> **Task to carry out**
Below are records; quote them exactly from the first line through the line that contains "across every subcommand.".
◇ ◇ ◇ ◇ ◇
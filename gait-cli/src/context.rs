// gait-cli/src/context.rs
// ============================================================================
// Module: CLI Context
// Description: Global config/key resolution shared across every subcommand.
// Purpose: Keep `--config`/`GAIT_CONFIG` and `--dev`/key-file/key-env
// resolution in exactly one place, matching `gait_schema::config::GaitConfig`
// and `gait_core::signing::resolve_key_mode`'s own precedence rules.
// Dependencies: gait-core, gait-schema
// ============================================================================

use std::path::Path;
use std::path::PathBuf;

use gait_core::PrivateKey;
use gait_schema::config::GaitConfig;

use crate::CliResult;

/// Global flags every subcommand resolves against.
pub struct CliContext {
    config_path: Option<PathBuf>,
    dev: bool,
}

impl CliContext {
    /// Builds a context from the top-level `--config`/`--dev` flags.
    #[must_use]
    pub fn new(config_path: Option<PathBuf>, dev: bool) -> Self {
        Self { config_path, dev }
    }

    /// Loads and strict-parses the resolved [`GaitConfig`].
    ///
    /// # Errors
    ///
    /// Returns [`CliError::Config`] if no path resolves or the document
    /// fails to load.
    pub fn load_config(&self) -> CliResult<GaitConfig> {
        let path = GaitConfig::resolve_path(self.config_path.clone())?;
        Ok(GaitConfig::load(&path)?)
    }

    /// Resolves a signing key from `--dev` or an explicit file/env source.
    ///
    /// # Errors
    ///
    /// Returns [`CliError::Signing`] if the key source is ambiguous, missing,
    /// or fails to load.
    pub fn resolve_key(&self, key_file: Option<&Path>, key_env_value: Option<String>) -> CliResult<PrivateKey> {
        let mode = gait_core::resolve_key_mode(self.dev, key_file, key_env_value)?;
        Ok(PrivateKey::load(&mode)?)
    }
}
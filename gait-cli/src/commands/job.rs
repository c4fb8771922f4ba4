// gait-cli/src/commands/job.rs
// ============================================================================
// Module: Job Command Group
// Description: `gait job {submit,status,inspect,checkpoint,pause,resume,
// approve,cancel,stop}`.
// Purpose: 1:1 CLI surface over `gait_jobs::JobRuntime`'s transition table.
// `approve` is sugar over `resume` with `require_policy_evaluation: true`,
// matching how an operator actually unblocks a job pending policy sign-off
// without exposing `ResumeOptions`' full shape on the happy path.
// `stop` is the CLI name for `emergency_stop`.
// Dependencies: gait-jobs, gait-core, gait-schema, clap
// ============================================================================

use std::path::PathBuf;

use clap::Args;
use clap::Subcommand;
use gait_core::JobId;
use gait_core::Timestamp;
use gait_jobs::JobRuntime;
use gait_jobs::ResumeOptions;
use gait_jobs::SubmitOptions;
use gait_schema::Checkpoint;
use gait_schema::CheckpointType;

use crate::CliResult;
use crate::context::CliContext;
use crate::output::print_json;

/// `gait job` subcommands.
#[derive(Subcommand, Debug)]
pub enum JobCommand {
    /// Submits a new job.
    Submit(SubmitArgs),
    /// Prints a job's current state.
    Status(JobIdArgs),
    /// Prints a job's full event journal alongside its current state.
    Inspect(JobIdArgs),
    /// Appends a checkpoint to a job's timeline.
    Checkpoint(CheckpointArgs),
    /// Pauses a running job.
    Pause(JobIdArgs),
    /// Resumes a paused job.
    Resume(ResumeArgs),
    /// Resumes a job pending policy approval.
    Approve(ResumeArgs),
    /// Cancels a job.
    Cancel(JobIdArgs),
    /// Emergency-stops a job.
    Stop(StopArgs),
}

/// Arguments identifying a single job.
#[derive(Args, Debug)]
pub struct JobIdArgs {
    /// Root directory jobs are persisted under.
    #[arg(long)]
    jobs_root: PathBuf,
    /// The job's identifier.
    job_id: String,
}

/// Arguments to `job submit`.
#[derive(Args, Debug)]
pub struct SubmitArgs {
    /// Root directory jobs are persisted under.
    #[arg(long)]
    jobs_root: PathBuf,
    /// The new job's identifier.
    job_id: String,
    /// Identity to bind the job to.
    #[arg(long)]
    identity: Option<String>,
    /// Digest of the policy governing this job.
    #[arg(long)]
    policy_digest: Option<String>,
    /// Reference to the policy document governing this job.
    #[arg(long)]
    policy_ref: Option<String>,
    /// Version label of the safety invariant set in force.
    #[arg(long, default_value = "v1")]
    safety_invariant_version: String,
    /// Safety invariant names in force.
    #[arg(long = "safety-invariant")]
    safety_invariants: Vec<String>,
}

/// Arguments to `job checkpoint`.
#[derive(Args, Debug)]
pub struct CheckpointArgs {
    /// Root directory jobs are persisted under.
    #[arg(long)]
    jobs_root: PathBuf,
    /// The job's identifier.
    job_id: String,
    /// Unique identifier for the new checkpoint.
    #[arg(long)]
    checkpoint_id: String,
    /// The checkpoint's type.
    #[arg(long, value_enum)]
    checkpoint_type: CheckpointTypeArg,
    /// Human-readable summary, at most 512 characters.
    #[arg(long)]
    summary: String,
    /// Reason code explaining why this checkpoint was recorded.
    #[arg(long)]
    reason_code: String,
    /// Action required of an operator before the job may proceed.
    #[arg(long)]
    required_action: Option<String>,
}

/// Mirrors [`gait_schema::job::CheckpointType`] as a `clap::ValueEnum`.
#[derive(clap::ValueEnum, Debug, Clone, Copy)]
pub enum CheckpointTypeArg {
    Plan,
    Progress,
    DecisionNeeded,
    Blocked,
    Completed,
}

impl From<CheckpointTypeArg> for CheckpointType {
    fn from(value: CheckpointTypeArg) -> Self {
        match value {
            CheckpointTypeArg::Plan => CheckpointType::Plan,
            CheckpointTypeArg::Progress => CheckpointType::Progress,
            CheckpointTypeArg::DecisionNeeded => CheckpointType::DecisionNeeded,
            CheckpointTypeArg::Blocked => CheckpointType::Blocked,
            CheckpointTypeArg::Completed => CheckpointType::Completed,
        }
    }
}

/// Arguments to `job resume` / `job approve`.
#[derive(Args, Debug)]
pub struct ResumeArgs {
    /// Root directory jobs are persisted under.
    #[arg(long)]
    jobs_root: PathBuf,
    /// The job's identifier.
    job_id: String,
    /// Identity requesting the resume.
    #[arg(long)]
    identity: Option<String>,
    /// The environment fingerprint observed at resume time.
    #[arg(long, default_value = "")]
    current_environment_fingerprint: String,
    /// Permits a fingerprint mismatch, given `--reason`.
    #[arg(long)]
    allow_env_mismatch: bool,
    /// Required justification when `--allow-env-mismatch` is used.
    #[arg(long)]
    reason: Option<String>,
    /// The policy digest the resuming caller expects to be bound to.
    #[arg(long)]
    policy_digest: Option<String>,
    /// Source that validated `--identity`.
    #[arg(long)]
    identity_validation_source: Option<String>,
    /// Marks the supplied identity as revoked, forcing resume to fail.
    #[arg(long)]
    identity_revoked: bool,
}

/// Arguments to `job stop`.
#[derive(Args, Debug)]
pub struct StopArgs {
    /// Root directory jobs are persisted under.
    #[arg(long)]
    jobs_root: PathBuf,
    /// The job's identifier.
    job_id: String,
    /// Reason the job was emergency-stopped.
    #[arg(long)]
    reason: Option<String>,
}

/// Dispatches a `job` subcommand.
///
/// # Errors
///
/// Propagates whatever error the selected subcommand's body returns.
pub fn dispatch(_ctx: &CliContext, command: JobCommand) -> CliResult<std::process::ExitCode> {
    match command {
        JobCommand::Submit(args) => command_submit(&args),
        JobCommand::Status(args) => command_status(&args),
        JobCommand::Inspect(args) => command_inspect(&args),
        JobCommand::Checkpoint(args) => command_checkpoint(&args),
        JobCommand::Pause(args) => command_pause(&args),
        JobCommand::Resume(args) => command_resume(&args, false),
        JobCommand::Approve(args) => command_resume(&args, true),
        JobCommand::Cancel(args) => command_cancel(&args),
        JobCommand::Stop(args) => command_stop(&args),
    }
}

fn command_submit(args: &SubmitArgs) -> CliResult<std::process::ExitCode> {
    let runtime = JobRuntime::new(args.jobs_root.clone());
    let job_id = JobId::new(args.job_id.clone());
    let state = runtime.submit(
        &job_id,
        SubmitOptions {
            identity: args.identity.clone(),
            policy_digest: args.policy_digest.clone(),
            policy_ref: args.policy_ref.clone(),
            safety_invariant_version: args.safety_invariant_version.clone(),
            safety_invariants: args.safety_invariants.clone(),
            environment_fingerprint_override: None,
        },
    )?;
    print_json(&state)?;
    Ok(std::process::ExitCode::SUCCESS)
}

fn command_status(args: &JobIdArgs) -> CliResult<std::process::ExitCode> {
    let runtime = JobRuntime::new(args.jobs_root.clone());
    let job_id = JobId::new(args.job_id.clone());
    let state = runtime.status(&job_id)?;
    print_json(&state)?;
    Ok(std::process::ExitCode::SUCCESS)
}

fn command_inspect(args: &JobIdArgs) -> CliResult<std::process::ExitCode> {
    let runtime = JobRuntime::new(args.jobs_root.clone());
    let job_id = JobId::new(args.job_id.clone());
    let state = runtime.status(&job_id)?;
    let events = runtime.events(&job_id)?;
    print_json(&serde_json::json!({"state": state, "events": events}))?;
    Ok(std::process::ExitCode::SUCCESS)
}

fn command_checkpoint(args: &CheckpointArgs) -> CliResult<std::process::ExitCode> {
    let runtime = JobRuntime::new(args.jobs_root.clone());
    let job_id = JobId::new(args.job_id.clone());
    let checkpoint = Checkpoint {
        checkpoint_id: args.checkpoint_id.clone(),
        checkpoint_type: args.checkpoint_type.into(),
        summary: args.summary.clone(),
        required_action: args.required_action.clone(),
        reason_code: args.reason_code.clone(),
        created_at: Timestamp::now(),
    };
    let state = runtime.add_checkpoint(&job_id, checkpoint)?;
    print_json(&state)?;
    Ok(std::process::ExitCode::SUCCESS)
}

fn command_pause(args: &JobIdArgs) -> CliResult<std::process::ExitCode> {
    let runtime = JobRuntime::new(args.jobs_root.clone());
    let job_id = JobId::new(args.job_id.clone());
    let state = runtime.pause(&job_id)?;
    print_json(&state)?;
    Ok(std::process::ExitCode::SUCCESS)
}

fn command_resume(args: &ResumeArgs, is_approve: bool) -> CliResult<std::process::ExitCode> {
    let runtime = JobRuntime::new(args.jobs_root.clone());
    let job_id = JobId::new(args.job_id.clone());
    let state = runtime.resume(
        &job_id,
        ResumeOptions {
            identity: args.identity.clone(),
            current_environment_fingerprint: args.current_environment_fingerprint.clone(),
            allow_env_mismatch: args.allow_env_mismatch,
            reason: args.reason.clone(),
            policy_digest: args.policy_digest.clone(),
            require_policy_evaluation: is_approve,
            require_identity_validation: args.identity_validation_source.is_some(),
            identity_validation_source: args.identity_validation_source.clone(),
            identity_revoked: args.identity_revoked,
        },
    )?;
    print_json(&state)?;
    Ok(std::process::ExitCode::SUCCESS)
}

fn command_cancel(args: &JobIdArgs) -> CliResult<std::process::ExitCode> {
    let runtime = JobRuntime::new(args.jobs_root.clone());
    let job_id = JobId::new(args.job_id.clone());
    let state = runtime.cancel(&job_id)?;
    print_json(&state)?;
    Ok(std::process::ExitCode::SUCCESS)
}

fn command_stop(args: &StopArgs) -> CliResult<std::process::ExitCode> {
    let runtime = JobRuntime::new(args.jobs_root.clone());
    let job_id = JobId::new(args.job_id.clone());
    let state = runtime.emergency_stop(&job_id, args.reason.clone())?;
    print_json(&state)?;
    Ok(std::process::ExitCode::SUCCESS)
}
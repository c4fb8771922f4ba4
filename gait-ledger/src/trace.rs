// gait-ledger/src/trace.rs
// ============================================================================
// Module: Trace Record Signing and Verification
// Description: Signs and verifies `TraceRecord`s emitted by the gate.
// Purpose: Keep key material out of `gait-policy`; the evaluator there signs
// through this crate's helpers when it is given a key.
// Dependencies: gait-core, gait-schema
// ============================================================================

//! ## Overview
//! A trace's digest is always taken over [`TraceRecord::unsigned`], matching
//! the convention every other signed record in this crate follows.

use gait_core::HashAlgorithm;
use gait_core::PrivateKey;
use gait_core::PublicKey;
use gait_schema::trace::TraceRecord;

use crate::LedgerError;

/// Returns a copy of `trace` with `signature` set to a fresh signature over
/// its unsigned canonical form.
///
/// # Errors
///
/// Returns [`LedgerError::Digest`] if canonicalization fails, or
/// [`LedgerError::SignatureInvalid`] if signing fails.
pub fn sign_trace(trace: &TraceRecord, signing_key: &PrivateKey) -> Result<TraceRecord, LedgerError> {
    let unsigned = trace.unsigned();
    let digest = gait_core::hash_canonical_json(HashAlgorithm::Sha256, &unsigned).map_err(|err| LedgerError::Digest(err.to_string()))?;
    let signature = signing_key.sign_digest(&digest)?;
    let mut signed = unsigned;
    signed.signature = Some(signature.to_base64());
    Ok(signed)
}

/// Verifies that `trace.signature` is a valid signature by `public_key` over
/// `trace.unsigned()`.
///
/// # Errors
///
/// Returns [`LedgerError::SignatureInvalid`] if the trace is unsigned, the
/// signature is malformed, or verification fails.
pub fn verify_trace(trace: &TraceRecord, public_key: &PublicKey) -> Result<(), LedgerError> {
    let Some(signature_base64) = &trace.signature else {
        return Err(LedgerError::SignatureInvalid("trace record carries no signature".to_string()));
    };
    let digest = gait_core::hash_canonical_json(HashAlgorithm::Sha256, &trace.unsigned()).map_err(|err| LedgerError::Digest(err.to_string()))?;
    let signature = gait_core::Signature::from_base64(signature_base64)?;
    public_key.verify_digest(&digest, &signature)?;
    Ok(())
}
◇ ◇ ◇ ◇ ◇
> **Response box**
filename gait-cli/src/context.rs
// gait-cli/src/context.rs
// ============================================================================
// Module: CLI Context
// Description: Global config/key resolution shared across every subcommand.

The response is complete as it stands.